The swap deal, which involves the United States taking refugees from the offshore centres while Australia accepts refugees from Central America, is designed in part to help Australia empty the offshore facilities that have been heavily criticised by the UN and others.

US President Donald Trump earlier this year branded the swap deal “dumb”.

Australia’s bipartisan refusal to resettle any refugees held on Manus Island and Nauru continues to cause physical and psychological harm, and will deliberately and permanently split vulnerable families, Grandi said.

Grandi said Australia had failed to honour a “clear understanding” that vulnerable refugees held offshore with family in Australia could be reunited with them.

Australia is instead insisting that refugees held offshore must go to America — if accepted — or stay offshore.

Grandi said Australia must end its “harmful practice” of outsourcing its legal responsibilities to refugees to poorer countries in the region. “Australia’s policy of offshore processing in Papua New Guinea and Nauru ... has caused extensive, avoidable suffering for far too long,” Grandi said from Geneva.

“Four years on, more than 2,000 people are still languishing in unacceptable circumstances. Families have been separated and many have suffered physical and psychological harm.”

Between 12 and 20 refugees held on Australia’s offshore islands have close relatives currently living in Australia — including husbands, wives, children, siblings and parents.

A significantly larger number, however, have been split for medical reasons — where one or several family members have been moved to Australia after suffering serious injury or illness, while family members remain offshore.

Families will be permanently split by the policy shared by the Coalition and Labor. The unity and protection of the family unit is a fundamental principle of international law.

Last November, the UNHCR reluctantly agreed to assist in the relocation of refugees from Australia’s offshore islands to the US but Grandi said it did so “on the clear understanding” that vulnerable refugees with close family ties to Australia would ultimately be allowed to settle there.

“UNHCR has recently been informed by Australia that it refuses to accept even these refugees and that they, along with the others on Nauru and Papua New Guinea, have been informed that their only option is to remain where they are, relocate to Cambodia or to be transferred to the United States,” he said. “This means, for example, that some with serious medical conditions, or who have undergone traumatic experiences, including sexual violence, cannot receive the support of their close family members residing in Australia.” The UNHCR said that — in order to avoid prolonging the ordeal of those on offshore islands — it had been left with no other choice but to support the relocation of all refugees on PNG and Nauru to the US, even those who had close family members living in Australia.

“There is no doubt these vulnerable people, already subject to four years of punishing conditions, should be reunited with their families in Australia.
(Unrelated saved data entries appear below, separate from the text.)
//! Graph store: a directed multigraph with id indexes
//!
//! The store owns three representations that must always agree:
//!
//! - the node index (`id -> NodeData`),
//! - the arc index (`id -> ArcData`, endpoints included),
//! - the adjacency index (`node id -> incident arc ids`).
//!
//! Every public mutation validates all of its preconditions before touching
//! any of the three maps, so a rejected call leaves the store untouched.
//! Iteration follows insertion order, which keeps layout passes
//! reproducible.

use indexmap::{IndexMap, IndexSet};
use tracing::{debug, trace};

use super::error::GraphError;
use super::types::{ArcData, ArcSnapshot, GraphSnapshot, NodeData};

/// Incident arcs of a single vertex
#[derive(Debug, Clone, Default)]
struct Incidence {
    incoming: IndexSet<String>,
    outgoing: IndexSet<String>,
    /// Arcs present in both sets
    self_loops: usize,
}

impl Incidence {
    fn degree(&self) -> usize {
        self.incoming.len() + self.outgoing.len() - self.self_loops
    }
}

/// A node removed from the store, with the arcs that went with it
#[derive(Debug, Clone, PartialEq)]
pub struct RemovedNode {
    pub node: NodeData,
    pub arcs: Vec<ArcData>,
}

/// Directed multigraph with O(1) id lookup for nodes and arcs
#[derive(Debug, Clone, Default)]
pub struct GraphStore {
    nodes: IndexMap<String, NodeData>,
    arcs: IndexMap<String, ArcData>,
    adjacency: IndexMap<String, Incidence>,
}

impl GraphStore {
    /// Create a new empty store
    pub fn new() -> Self {
        Self::default()
    }

    /// Insert a node.
    ///
    /// Fails with [`GraphError::DuplicateNode`] if the id is taken.
    pub fn add_node(&mut self, node: NodeData) -> Result<(), GraphError> {
        trace!(node_id = %node.id(), node_kind = %node.kind, "Adding node to store");
        if self.nodes.contains_key(node.id()) {
            debug!(node_id = %node.id(), "Rejected duplicate node");
            return Err(GraphError::duplicate_node(node.id()));
        }

        let id = node.id().to_string();
        self.adjacency.insert(id.clone(), Incidence::default());
        self.nodes.insert(id, node);
        debug!(node_count = self.node_count(), "Node added");
        Ok(())
    }

    /// Insert a directed arc `source -> destination`.
    ///
    /// Both endpoints must already be stored and the arc id must be free.
    /// Several arcs may join the same ordered pair.
    pub fn add_arc(
        &mut self,
        mut arc: ArcData,
        source: &str,
        destination: &str,
    ) -> Result<(), GraphError> {
        trace!(arc_id = %arc.id(), source, destination, "Adding arc to store");
        if self.arcs.contains_key(arc.id()) {
            debug!(arc_id = %arc.id(), "Rejected duplicate arc");
            return Err(GraphError::duplicate_arc(arc.id()));
        }
        for endpoint in [source, destination] {
            if !self.nodes.contains_key(endpoint) {
                debug!(arc_id = %arc.id(), endpoint, "Rejected arc with missing endpoint");
                return Err(GraphError::missing_endpoint(arc.id(), endpoint));
            }
        }

        let id = arc.id().to_string();
        arc.attach(source, destination);

        if let Some(incidence) = self.adjacency.get_mut(source) {
            incidence.outgoing.insert(id.clone());
        }
        if let Some(incidence) = self.adjacency.get_mut(destination) {
            incidence.incoming.insert(id.clone());
            if source == destination {
                incidence.self_loops += 1;
            }
        }
        self.arcs.insert(id, arc);
        debug!(arc_count = self.arc_count(), "Arc added");
        Ok(())
    }

    /// Remove an arc. Returns `None` if no arc has this id.
    pub fn remove_arc(&mut self, id: &str) -> Option<ArcData> {
        let arc = self.arcs.shift_remove(id)?;
        trace!(arc_id = id, "Removing arc from store");

        if let Some(incidence) = self.adjacency.get_mut(arc.source()) {
            incidence.outgoing.shift_remove(id);
        }
        if let Some(incidence) = self.adjacency.get_mut(arc.destination()) {
            incidence.incoming.shift_remove(id);
            if arc.is_self_loop() {
                incidence.self_loops -= 1;
            }
        }
        debug!(arc_count = self.arc_count(), "Arc removed");
        Some(arc)
    }

    /// Remove a node, cascading to every arc incident to it.
    pub fn remove_node(&mut self, id: &str) -> Result<RemovedNode, GraphError> {
        let arc_ids: Vec<String> = match self.adjacency.get(id) {
            Some(incidence) => incidence
                .incoming
                .iter()
                .chain(incidence.outgoing.iter())
                .cloned()
                .collect::<IndexSet<_>>()
                .into_iter()
                .collect(),
            None => return Err(GraphError::node_not_found(id)),
        };
        trace!(node_id = id, cascade = arc_ids.len(), "Removing node from store");

        let arcs: Vec<ArcData> = arc_ids
            .iter()
            .filter_map(|arc_id| self.remove_arc(arc_id))
            .collect();

        self.adjacency.shift_remove(id);
        let node = self
            .nodes
            .shift_remove(id)
            .ok_or_else(|| GraphError::node_not_found(id))?;

        debug!(
            node_count = self.node_count(),
            arc_count = self.arc_count(),
            "Node removed"
        );
        Ok(RemovedNode { node, arcs })
    }

    pub fn contains_node(&self, id: &str) -> bool {
        self.nodes.contains_key(id)
    }

    pub fn contains_arc(&self, id: &str) -> bool {
        self.arcs.contains_key(id)
    }

    pub fn get_node(&self, id: &str) -> Option<&NodeData> {
        self.nodes.get(id)
    }

    /// Mutable access to a node's attributes (its id cannot change)
    pub fn get_node_mut(&mut self, id: &str) -> Option<&mut NodeData> {
        self.nodes.get_mut(id)
    }

    pub fn get_arc(&self, id: &str) -> Option<&ArcData> {
        self.arcs.get(id)
    }

    /// Mutable access to an arc's attributes (id and endpoints cannot change)
    pub fn get_arc_mut(&mut self, id: &str) -> Option<&mut ArcData> {
        self.arcs.get_mut(id)
    }

    /// Iterate over all nodes in insertion order
    pub fn nodes(&self) -> impl Iterator<Item = &NodeData> {
        self.nodes.values()
    }

    pub fn nodes_mut(&mut self) -> impl Iterator<Item = &mut NodeData> {
        self.nodes.values_mut()
    }

    /// Iterate over all arcs in insertion order
    pub fn arcs(&self) -> impl Iterator<Item = &ArcData> {
        self.arcs.values()
    }

    pub fn node_ids(&self) -> impl Iterator<Item = &str> {
        self.nodes.keys().map(String::as_str)
    }

    /// Position of a node in iteration order
    pub fn node_index(&self, id: &str) -> Option<usize> {
        self.nodes.get_index_of(id)
    }

    pub fn node_count(&self) -> usize {
        self.nodes.len()
    }

    pub fn arc_count(&self) -> usize {
        self.arcs.len()
    }

    pub fn is_empty(&self) -> bool {
        self.nodes.is_empty()
    }

    /// Number of distinct arcs incident to a node; a self-loop counts once.
    ///
    /// Unknown ids have degree 0.
    pub fn degree(&self, id: &str) -> usize {
        self.adjacency.get(id).map_or(0, Incidence::degree)
    }

    pub fn in_degree(&self, id: &str) -> usize {
        self.adjacency.get(id).map_or(0, |i| i.incoming.len())
    }

    pub fn out_degree(&self, id: &str) -> usize {
        self.adjacency.get(id).map_or(0, |i| i.outgoing.len())
    }

    /// Distinct nodes joined to `id` by an arc in either direction.
    ///
    /// A node with a self-loop is its own neighbor.
    pub fn neighbors(&self, id: &str) -> Vec<&NodeData> {
        let Some(incidence) = self.adjacency.get(id) else {
            return Vec::new();
        };

        let mut seen: IndexSet<&str> = IndexSet::new();
        for arc_id in &incidence.incoming {
            if let Some(arc) = self.arcs.get(arc_id) {
                seen.insert(arc.source());
            }
        }
        for arc_id in &incidence.outgoing {
            if let Some(arc) = self.arcs.get(arc_id) {
                seen.insert(arc.destination());
            }
        }
        seen.into_iter()
            .filter_map(|neighbor| self.nodes.get(neighbor))
            .collect()
    }

    /// Arcs ending at a node
    pub fn in_arcs(&self, id: &str) -> Vec<&ArcData> {
        self.adjacency.get(id).map_or_else(Vec::new, |i| {
            i.incoming.iter().filter_map(|a| self.arcs.get(a)).collect()
        })
    }

    /// Arcs starting at a node
    pub fn out_arcs(&self, id: &str) -> Vec<&ArcData> {
        self.adjacency.get(id).map_or_else(Vec::new, |i| {
            i.outgoing.iter().filter_map(|a| self.arcs.get(a)).collect()
        })
    }

    /// Distinct arcs touching a node, incoming first
    pub fn incident_arcs(&self, id: &str) -> Vec<&ArcData> {
        let mut arcs = self.in_arcs(id);
        arcs.extend(
            self.out_arcs(id)
                .into_iter()
                .filter(|arc| !arc.is_self_loop()),
        );
        arcs
    }

    /// Source node of an arc
    pub fn source(&self, arc_id: &str) -> Option<&NodeData> {
        self.arcs
            .get(arc_id)
            .and_then(|arc| self.nodes.get(arc.source()))
    }

    /// Destination node of an arc
    pub fn destination(&self, arc_id: &str) -> Option<&NodeData> {
        self.arcs
            .get(arc_id)
            .and_then(|arc| self.nodes.get(arc.destination()))
    }

    /// Check that the three representations agree.
    ///
    /// Mutations keep this true by construction; the check exists for tests
    /// and diagnostics.
    pub fn is_consistent(&self) -> bool {
        if self.nodes.len() != self.adjacency.len()
            || !self.nodes.keys().all(|id| self.adjacency.contains_key(id))
        {
            return false;
        }

        let arcs_consistent = self.arcs.iter().all(|(id, arc)| {
            let out_ok = self
                .adjacency
                .get(arc.source())
                .is_some_and(|i| i.outgoing.contains(id));
            let in_ok = self
                .adjacency
                .get(arc.destination())
                .is_some_and(|i| i.incoming.contains(id));
            arc.id() == id && out_ok && in_ok
        });

        let adjacency_consistent = self.adjacency.values().all(|incidence| {
            let loops = incidence
                .incoming
                .iter()
                .filter(|a| incidence.outgoing.contains(*a))
                .count();
            loops == incidence.self_loops
                && incidence
                    .incoming
                    .iter()
                    .chain(incidence.outgoing.iter())
                    .all(|a| self.arcs.contains_key(a))
        });

        let nodes_consistent = self.nodes.iter().all(|(id, node)| node.id() == id);
        let edge_total: usize = self.adjacency.values().map(|i| i.outgoing.len()).sum();

        arcs_consistent && adjacency_consistent && nodes_consistent && edge_total == self.arcs.len()
    }

    /// Serializable copy of the graph in store order
    pub fn snapshot(&self) -> GraphSnapshot {
        GraphSnapshot {
            nodes: self.nodes.values().cloned().collect(),
            arcs: self.arcs.values().map(ArcSnapshot::from).collect(),
        }
    }

    /// Build a store from a snapshot.
    ///
    /// The first invalid node or arc aborts the whole load.
    pub fn from_snapshot(snapshot: GraphSnapshot) -> Result<Self, GraphError> {
        let mut store = Self::new();
        for node in snapshot.nodes {
            store.add_node(node)?;
        }
        for arc in snapshot.arcs {
            let (arc, source, destination) = arc.into_parts();
            store.add_arc(arc, &source, &destination)?;
        }
        debug!(
            node_count = store.node_count(),
            arc_count = store.arc_count(),
            "Store loaded from snapshot"
        );
        Ok(store)
    }
}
This is the humane and reasonable thing to do.

“The Australian government’s decision to deny them this possibility is contrary to the fundamental principles of family unity and refugee protection, and to common decency.”

It is unusual for the high commissioner to personally comment on Australia’s asylum policies: Grandi’s previous comments have been on displacement and violence in Myanmar and large-scale forced migration in Africa.